YOUR GOAL |
Beneath this line is the data. Output exactly the lines from the line with "self.pending.is_some()" to the line with "pub fn create_router(state: AppState)", both ends included, and nothing more.

*****

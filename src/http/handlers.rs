use super::state::AppState;
use crate::error::RoomError;
use axum::{
    extract::{Path, State},
    http::StatusCode,
    response::{IntoResponse, Json},
};
use serde::Serialize;
use tracing::debug;

// ============================================================================
// Request/Response Types
// ============================================================================

#[derive(Debug, Serialize)]
pub struct StatsResponse {
    pub active_rooms: usize,
    pub active_sessions: usize,
}

#[derive(Debug, Serialize)]
pub struct ErrorResponse {
    pub code: String,
    pub error: String,
}

impl From<&RoomError> for ErrorResponse {
    fn from(e: &RoomError) -> Self {
        Self {
            code: e.code().to_string(),
            error: e.to_string(),
        }
    }
}

// ============================================================================
// Handlers
// ============================================================================

/// GET /stats
/// Active room and session counts
pub async fn get_stats(State(state): State<AppState>) -> impl IntoResponse {
    let stats = state.rooms.stats().await;

    (
        StatusCode::OK,
        Json(StatsResponse {
            active_rooms: stats.active_rooms,
            active_sessions: stats.active_sessions,
        }),
    )
}

/// GET /rooms/:room_id
/// Read-only snapshot of one room
pub async fn get_room(
    State(state): State<AppState>,
    Path(room_id): Path<String>,
) -> impl IntoResponse {
    match state.rooms.snapshot(&room_id).await {
        Ok(snapshot) => (StatusCode::OK, Json(snapshot)).into_response(),
        Err(e) => {
            debug!("Room lookup failed: {}", e);
            let status = match e {
                RoomError::RoomNotFound(_) => StatusCode::NOT_FOUND,
                _ => StatusCode::INTERNAL_SERVER_ERROR,
            };
            (status, Json(ErrorResponse::from(&e))).into_response()
        }
    }
}

/// GET /health
/// Health check endpoint
pub async fn health_check() -> impl IntoResponse {
    (StatusCode::OK, "OK")
}
use tokio::time::{Duration, Instant};

#[derive(Debug, Clone, Copy, PartialEq, Eq)]
pub enum ControlCommand {
    Start,
    Stop,
}

/// Trailing-edge debouncer for start/stop requests.
///
/// Requests arriving within the collapse window of the previous one replace
/// it; only the last request is released once its window elapses. Start and
/// stop each have their own window.
#[derive(Debug, Clone)]
pub struct Debouncer {
    start_window: Duration,
    stop_window: Duration,
    pending: Option<(ControlCommand, Instant)>,
}

impl Debouncer {
    pub fn new(start_window: Duration, stop_window: Duration) -> Self {
        Self {
            start_window,
            stop_window,
            pending: None,
        }
    }

    pub fn submit(&mut self, command: ControlCommand, now: Instant) {
        let window = match command {
            ControlCommand::Start => self.start_window,
            ControlCommand::Stop => self.stop_window,
        };
        self.pending = Some((command, now + window));
    }

    /// Release the pending request if its window has elapsed.
    pub fn poll(&mut self, now: Instant) -> Option<ControlCommand> {
        match self.pending {
            Some((command, due)) if due <= now => {
                self.pending = None;
                Some(command)
            }
            _ => None,
        }
    }

    pub fn deadline(&self) -> Option<Instant> {
        self.pending.map(|(_, due)| due)
    }

    pub fn is_pending(&self) -> bool {
        self.pending.is_some()
    }
}
use super::handlers;
use super::state::AppState;
use crate::gateway::ws_handler;
use axum::{routing::get, Router};
use tower_http::cors::CorsLayer;
use tower_http::trace::TraceLayer;

/// Create the HTTP router with all routes
pub fn create_router(state: AppState) -> Router {
    Router::new()
        // Health check
        .route("/health", get(handlers::health_check))
        // Real-time gateway
        .route("/ws", get(ws_handler))
        // Introspection
        .route("/stats", get(handlers::get_stats))
        .route("/rooms/:room_id", get(handlers::get_room))
        // Add tracing middleware for request logging
        .layer(TraceLayer::new_for_http())
        .layer(CorsLayer::permissive())
        .with_state(state)
}
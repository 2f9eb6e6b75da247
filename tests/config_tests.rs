// Integration tests for configuration loading

use anyhow::Result;
use lingua_rooms::Config;
use std::fs;
use tempfile::TempDir;

#[test]
fn test_missing_file_uses_defaults() -> Result<()> {
    let temp_dir = TempDir::new()?;
    let path = temp_dir.path().join("absent");

    let cfg = Config::load(path.to_str().unwrap())?;

    assert_eq!(cfg.service.http.port, 8080);
    assert_eq!(cfg.rooms.max_participants, 50);
    assert!(cfg.rooms.allowed_languages.is_empty());
    assert_eq!(cfg.speech.confidence_threshold, 0.6);
    assert_eq!(cfg.speech.silence_timeout_ms, 5_000);
    assert_eq!(cfg.translation.timeout_secs, 10);
    assert!(cfg.synthesis.auto_speak);

    Ok(())
}

#[test]
fn test_file_values_override_defaults() -> Result<()> {
    let temp_dir = TempDir::new()?;
    let path = temp_dir.path().join("lingua.toml");
    fs::write(
        &path,
        r#"
[service.http]
port = 9100

[rooms]
max_participants = 4
allowed_languages = ["en", "es"]

[speech]
max_retries = 5

[[translation.providers]]
name = "primary"
endpoint = "http://translate.local"

[synthesis]
auto_speak = false

[synthesis.voice]
rate = 1.25
"#,
    )?;

    let cfg = Config::load(path.to_str().unwrap())?;

    assert_eq!(cfg.service.http.port, 9100);
    assert_eq!(cfg.service.http.bind, "127.0.0.1");
    assert_eq!(cfg.rooms.max_participants, 4);
    assert_eq!(cfg.rooms.allowed_languages, vec!["en", "es"]);
    assert_eq!(cfg.speech.max_retries, 5);
    assert_eq!(cfg.speech.confidence_threshold, 0.6);
    assert_eq!(cfg.translation.providers.len(), 1);
    assert_eq!(cfg.translation.providers[0].default_confidence, 0.9);
    assert!(!cfg.synthesis.auto_speak);
    assert_eq!(cfg.synthesis.voice.rate, 1.25);
    assert_eq!(cfg.synthesis.voice.volume, 1.0);

    Ok(())
}
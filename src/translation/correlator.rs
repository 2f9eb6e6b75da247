use serde::{Deserialize, Serialize};
use std::collections::HashMap;
use std::sync::Arc;
use tokio::sync::mpsc;
use tracing::{debug, info, warn};

use super::fallback::Translator;
use super::provider::{TranslateParams, TranslationResponse};
use crate::conversation::{ApplyError, ConversationLog, LanguagePair, Message};
use crate::error::TranslationError;

#[derive(Debug, Clone, Copy, PartialEq, Eq, Serialize, Deserialize)]
#[serde(rename_all = "snake_case")]
pub enum TranslationStatus {
    Pending,
    Complete,
    Failed,
}

/// In-flight translation for one message. `from`/`to` never change once
/// issued. Dropped as soon as the message settles.
#[derive(Debug, Clone, PartialEq, Serialize, Deserialize)]
pub struct TranslationRequest {
    pub message_id: String,
    pub text: String,
    pub from: String,
    pub to: String,
}

/// Result of an in-flight translation, addressed by message id
#[derive(Debug, Clone)]
pub struct TranslationOutcome {
    pub message_id: String,
    pub result: Result<TranslationResponse, TranslationError>,
}

#[derive(Debug, Clone, PartialEq)]
pub enum CorrelatorEvent {
    /// Message inserted with empty translation fields
    Created(Message),

    /// Message acquired its translation (emitted once per message)
    Translated(Message),

    /// Translation failed; the message keeps its original content
    Failed {
        message_id: String,
        error: TranslationError,
    },
}

/// Turns committed transcripts into messages and correlates their
/// asynchronous translations back by message id.
pub struct TranslationCorrelator {
    translator: Arc<Translator>,
    log: ConversationLog,
    requests: HashMap<String, TranslationRequest>,
    outcomes_tx: mpsc::UnboundedSender<TranslationOutcome>,
    outcomes_rx: mpsc::UnboundedReceiver<TranslationOutcome>,
}

impl TranslationCorrelator {
    pub fn new(translator: Arc<Translator>) -> Self {
        let (outcomes_tx, outcomes_rx) = mpsc::unbounded_channel();
        Self {
            translator,
            log: ConversationLog::new(),
            requests: HashMap::new(),
            outcomes_tx,
            outcomes_rx,
        }
    }

    /// Create a message for `content` and issue its translation.
    ///
    /// The language pair is copied onto the message here; later language
    /// changes do not affect this message. Same-language messages are
    /// settled immediately without calling the translator.
    pub fn commit(
        &mut self,
        content: &str,
        languages: &LanguagePair,
        author_id: &str,
    ) -> Vec<CorrelatorEvent> {
        let message = Message::new(content, languages, author_id);
        let message_id = message.id.clone();
        let context = self.log.messages().last().map(|m| m.content.clone());

        self.log.insert(message.clone());
        let mut events = vec![CorrelatorEvent::Created(message)];

        let request = TranslationRequest {
            message_id: message_id.clone(),
            text: content.to_string(),
            from: languages.source.clone(),
            to: languages.target.clone(),
        };

        if languages.is_identity() {
            self.requests.insert(message_id.clone(), request);
            let params = TranslateParams::new(content, languages);
            let outcome = TranslationOutcome {
                message_id,
                result: Ok(TranslationResponse::passthrough(&params)),
            };
            events.extend(self.apply(outcome));
            return events;
        }

        let params = TranslateParams {
            context,
            ..TranslateParams::new(content, languages)
        };
        self.requests.insert(message_id.clone(), request);

        debug!(
            "Issuing translation for {} ({} -> {})",
            message_id, params.from, params.to
        );

        let translator = Arc::clone(&self.translator);
        let outcomes = self.outcomes_tx.clone();
        tokio::spawn(async move {
            let result = translator.translate(&params).await;
            // Receiver gone means the correlator was dropped; nothing to update
            let _ = outcomes.send(TranslationOutcome { message_id, result });
        });

        events
    }

    /// Wait for the next translation result.
    pub async fn next_outcome(&mut self) -> Option<TranslationOutcome> {
        self.outcomes_rx.recv().await
    }

    /// Apply a translation result to its message.
    ///
    /// Returns `None` for results that do not match a pending request
    /// (unknown id, or a duplicate for an already-settled message).
    pub fn apply(&mut self, outcome: TranslationOutcome) -> Option<CorrelatorEvent> {
        let Some(request) = self.requests.remove(&outcome.message_id) else {
            debug!(
                "Discarding translation for unknown or settled message {}",
                outcome.message_id
            );
            return None;
        };

        match outcome.result {
            Ok(response) => {
                match self.log.apply_translation(
                    &outcome.message_id,
                    response.translated_text,
                    response.confidence,
                ) {
                    Ok(message) => {
                        info!(
                            "Message {} translated ({} -> {})",
                            message.id, request.from, request.to
                        );
                        Some(CorrelatorEvent::Translated(message.clone()))
                    }
                    Err(e) => {
                        warn!("Could not apply translation: {}", e);
                        None
                    }
                }
            }
            Err(error) => match self.log.mark_failed(&outcome.message_id, error.to_string()) {
                Ok(_) => {
                    warn!("Translation failed for message {}: {}", outcome.message_id, error);
                    Some(CorrelatorEvent::Failed {
                        message_id: outcome.message_id,
                        error,
                    })
                }
                Err(ApplyError::AlreadySettled(id)) | Err(ApplyError::NotFound(id)) => {
                    warn!("Could not record translation failure for {}", id);
                    None
                }
            },
        }
    }

    /// Add a message authored elsewhere (e.g. another participant).
    pub fn ingest(&mut self, message: Message) -> bool {
        self.log.insert(message)
    }

    /// The in-flight request for `message_id`, if it has not settled yet.
    pub fn request(&self, message_id: &str) -> Option<&TranslationRequest> {
        self.requests.get(message_id)
    }

    /// Translation status of a logged message, read off the message itself
    /// once it has settled.
    pub fn status(&self, message_id: &str) -> Option<TranslationStatus> {
        if self.requests.contains_key(message_id) {
            return Some(TranslationStatus::Pending);
        }
        let message = self.log.get(message_id)?;
        Some(if message.translation_error.is_some() {
            TranslationStatus::Failed
        } else if message.translated_content.is_some() {
            TranslationStatus::Complete
        } else {
            TranslationStatus::Pending
        })
    }

    pub fn pending_count(&self) -> usize {
        self.requests.len()
    }

    pub fn log(&self) -> &ConversationLog {
        &self.log
    }
}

*****

ANSWER FOR THE TASK |
        self.pending.is_some()
    }
}
use super::handlers;
use super::state::AppState;
use crate::gateway::ws_handler;
use axum::{routing::get, Router};
use tower_http::cors::CorsLayer;
use tower_http::trace::TraceLayer;

/// Create the HTTP router with all routes
pub fn create_router(state: AppState) -> Router {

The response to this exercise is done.